Здесь – Христос. Может, это Он – сухонькая строгая бабушка, измученная болезнью, которая отказывается есть и пить
Может, это Он – сухонькая строгая бабушка, измученная болезнью, которая отказывается есть и пить? Понемногу, с уговорами, как в детстве, «за маму, за папу», пару ложечек, несколько глоточков, происходит «чудо пяти хлебов и двух рыб», и вот она уже открывает глаза, сильнее пожимает руку. Слушает голос правнука в трубке, которую держит волонтёр: мальчик звонит, захлебываясь от восторга, рассказывает, что выпал снег, что нужно лепить снеговика с ведром и носом-морковкой, а вот глаза – из чего? «Из чего глаза делать, а, бабуль?» Улыбается. Выпишется домой – научит.
– И снеговика, и снежную бабу вылепим, милый.
Или это Он – седой голубоглазый старичок, не понимающий, почему вместо привычных потолков в квартире – серые трубы, и люди в белом, и лиц их не видно. Страшно, как же страшно! Борется, никого не подпускает, срывает кислородную маску, снимает подгузник. Слушает тихий рассказ волонтёра о том, что госпиталь похож на космический корабль, потому что размещён в выставочном центре. А вокруг старинный парк Сокольники, в котором охотились ещё русские цари. И белки бегают – уже переодели шубки на зимние и выпрашивают орешки. Успокаивается понемногу: даёт себя переодеть, перестелить постель, выпивает через трубочку большую чашку ароматного сладкого чая. Дома ждёт дочь – тоже болеет, сердце страшится за неё. Она сама на пенсии, но для отца – всё тот же тёплый кулёк, перевязанный розовой лентой, который он получил в роддоме из бережных рук акушерки, всучив ей коробку шоколадных конфет, и нежность накрыла с головой, а ведь хотел исключительно сына.

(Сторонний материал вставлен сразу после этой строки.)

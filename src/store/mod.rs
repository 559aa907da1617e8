//! Repositories for users, games, bets, and parlays.

mod memory;

pub use memory::MemoryStore;

use async_trait::async_trait;
use rust_decimal::Decimal;

use crate::domain::{
    Bet, BetId, Game, GameId, GameUpdate, Parlay, ParlayId, User, UserId, WagerStatus,
};

/// Repository boundary for the engine's records.
///
/// Implementations must make [`Storage::update_game`] a single atomic
/// read-modify-write keyed by game id; updates to different games may run in
/// parallel. User-scoped wager queries return newest-first.
#[async_trait]
pub trait Storage: Send + Sync {
    async fn user(&self, id: &UserId) -> Option<User>;
    async fn user_by_username(&self, username: &str) -> Option<User>;
    async fn create_user(&self, user: User) -> User;
    /// Replace the stored balance outright.
    async fn set_balance(&self, id: &UserId, balance: Decimal) -> Option<User>;

    async fn games(&self) -> Vec<Game>;
    async fn game(&self, id: &GameId) -> Option<Game>;
    async fn create_game(&self, game: Game) -> Game;
    /// Apply `update` to one game atomically, returning the post-update
    /// snapshot, or `None` when the game is unknown.
    async fn update_game(&self, id: &GameId, update: GameUpdate) -> Option<Game>;

    async fn bet(&self, id: &BetId) -> Option<Bet>;
    async fn bets_for_user(&self, user_id: &UserId) -> Vec<Bet>;
    async fn bets_for_parlay(&self, parlay_id: &ParlayId) -> Vec<Bet>;
    async fn create_bet(&self, bet: Bet) -> Bet;
    async fn set_bet_status(&self, id: &BetId, status: WagerStatus) -> Option<Bet>;

    async fn parlay(&self, id: &ParlayId) -> Option<Parlay>;
    async fn parlays_for_user(&self, user_id: &UserId) -> Vec<Parlay>;
    async fn create_parlay(&self, parlay: Parlay) -> Parlay;
    async fn set_parlay_status(&self, id: &ParlayId, status: WagerStatus) -> Option<Parlay>;
}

– Выздоравливай, доченька, я тоже постараюсь.
Или это Он – оба лежащие под кислородом, но в разных концах космолёта старички-супруги, недавно отметившие изумрудную свадьбу?
– Передайте ему, что я его люблю. И пусть лежит на животе, как врач велит. А то он трубку не берёт, глухой стал. Предпоследняя палата. Как его зовут? Как апостола – Петенька. Его мне Бог дал, таких больше нет.

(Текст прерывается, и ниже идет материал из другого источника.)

//! Builders for domain fixtures.

use chrono::{Duration, Utc};
use rand::rngs::StdRng;
use rand::SeedableRng;
use rust_decimal::Decimal;
use rust_decimal_macros::dec;

use crate::domain::{
    AmericanOdds, BaseballStats, BasketballStats, BetType, FootballStats, Game, GameId,
    GameStatus, SlipItem, SoccerStats, Sport, TeamStats, User, UserId,
};

/// Deterministic RNG for reproducible drift and cash-out tests.
#[must_use]
pub fn seeded_rng(seed: u64) -> StdRng {
    StdRng::seed_from_u64(seed)
}

/// A user with the given balance and a unique username.
#[must_use]
pub fn user_with_balance(balance: Decimal) -> User {
    let id = UserId::generate();
    let username = format!("bettor-{}", id.as_str());
    User {
        id,
        username,
        balance,
    }
}

/// An in-play game for `sport` with sport-appropriate stats on both sides.
#[must_use]
pub fn live_game(sport: Sport) -> Game {
    let mut game = upcoming_game(sport);
    game.status = GameStatus::Live;
    game.quarter = Some("2".into());
    game.time_remaining = Some("9:30".into());
    let (home_score, away_score) = match sport {
        Sport::Basketball => (62, 58),
        Sport::Football => (17, 13),
        Sport::Baseball => (3, 2),
        Sport::Soccer => (1, 0),
    };
    game.home_score = home_score;
    game.away_score = away_score;
    game.home_stats = Some(team_stats(sport));
    game.away_stats = Some(team_stats(sport));
    game
}

/// A scheduled game for `sport` with no scores or stats yet.
#[must_use]
pub fn upcoming_game(sport: Sport) -> Game {
    Game {
        id: GameId::generate(),
        sport,
        league: match sport {
            Sport::Football => "NFL".into(),
            Sport::Basketball => "NBA".into(),
            Sport::Baseball => "MLB".into(),
            Sport::Soccer => "Premier League".into(),
        },
        home_team: "Home".into(),
        away_team: "Away".into(),
        home_score: 0,
        away_score: 0,
        status: GameStatus::Upcoming,
        quarter: None,
        time_remaining: None,
        start_time: Utc::now() + Duration::hours(2),
        home_moneyline: AmericanOdds::clamped(-120),
        away_moneyline: AmericanOdds::clamped(105),
        spread: dec!(-2.5),
        spread_odds: AmericanOdds::clamped(-110),
        total_points: dec!(45.5),
        over_odds: AmericanOdds::clamped(-110),
        under_odds: AmericanOdds::clamped(-110),
        home_stats: None,
        away_stats: None,
        featured: false,
    }
}

/// A home-moneyline slip entry against `game` at the given line.
#[must_use]
pub fn slip_item(game: &Game, odds: i32) -> SlipItem {
    SlipItem {
        game_id: game.id.clone(),
        home_team: game.home_team.clone(),
        away_team: game.away_team.clone(),
        bet_type: BetType::Moneyline,
        selection: "home".into(),
        display_selection: format!("{} ML", game.home_team),
        odds: AmericanOdds::clamped(odds),
        stake: Decimal::ZERO,
    }
}

fn team_stats(sport: Sport) -> TeamStats {
    match sport {
        Sport::Soccer => TeamStats::Soccer(SoccerStats {
            possession: Some(52),
            total_shots: Some(8),
            shots_on_target: Some(4),
            fouls: Some(5),
            corners: Some(3),
            yellow_cards: Some(1),
            red_cards: Some(0),
        }),
        Sport::Football => TeamStats::Football(FootballStats {
            passing_yards: Some(150),
            rushing_yards: Some(55),
            turnovers: Some(1),
            time_of_possession: Some("14:05".into()),
        }),
        Sport::Basketball => TeamStats::Basketball(BasketballStats {
            rebounds: Some(24),
            assists: Some(15),
            steals: Some(4),
            blocks: Some(2),
            field_goal_pct: Some(45.5),
            three_point_pct: Some(35.0),
        }),
        Sport::Baseball => TeamStats::Baseball(BaseballStats {
            hits: Some(6),
            errors: Some(0),
            strikeouts: Some(5),
            walks: Some(2),
        }),
    }
}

Волонтёр, как почтовый голубь, летит в другой конец корпуса, находит адресата и передаёт устное послание. Пётр Иванович, услышав слова жены, обнимает волонтёра и плачет.
– Таких, как моя Ниночка, нигде нет. Если бы я всю жизнь искал, не нашёл бы. Это Божья воля. Он мне её подарил, мою любовь на всю жизнь. Будет воля Бога – всё сложится. Нет – хоть в лепёшку расшибись, ничего не получится. Вчера мы причащались здесь, батюшка приходил. Хоть и врозь, а всё же вместе. Помни, дочка, с Богом ничего не страшно.
Волонтёры не имеют права вносить и выносить что-либо из «красной зоны», и никогда не нарушают этот запрет, лишь покупают у Господа «золото, огнём и мечом очищенное» (Откр. 3: 18), законно оплачивая его собственным сердцем и трудом.
«Не бойся, только веруй» (Мк. 5: 36).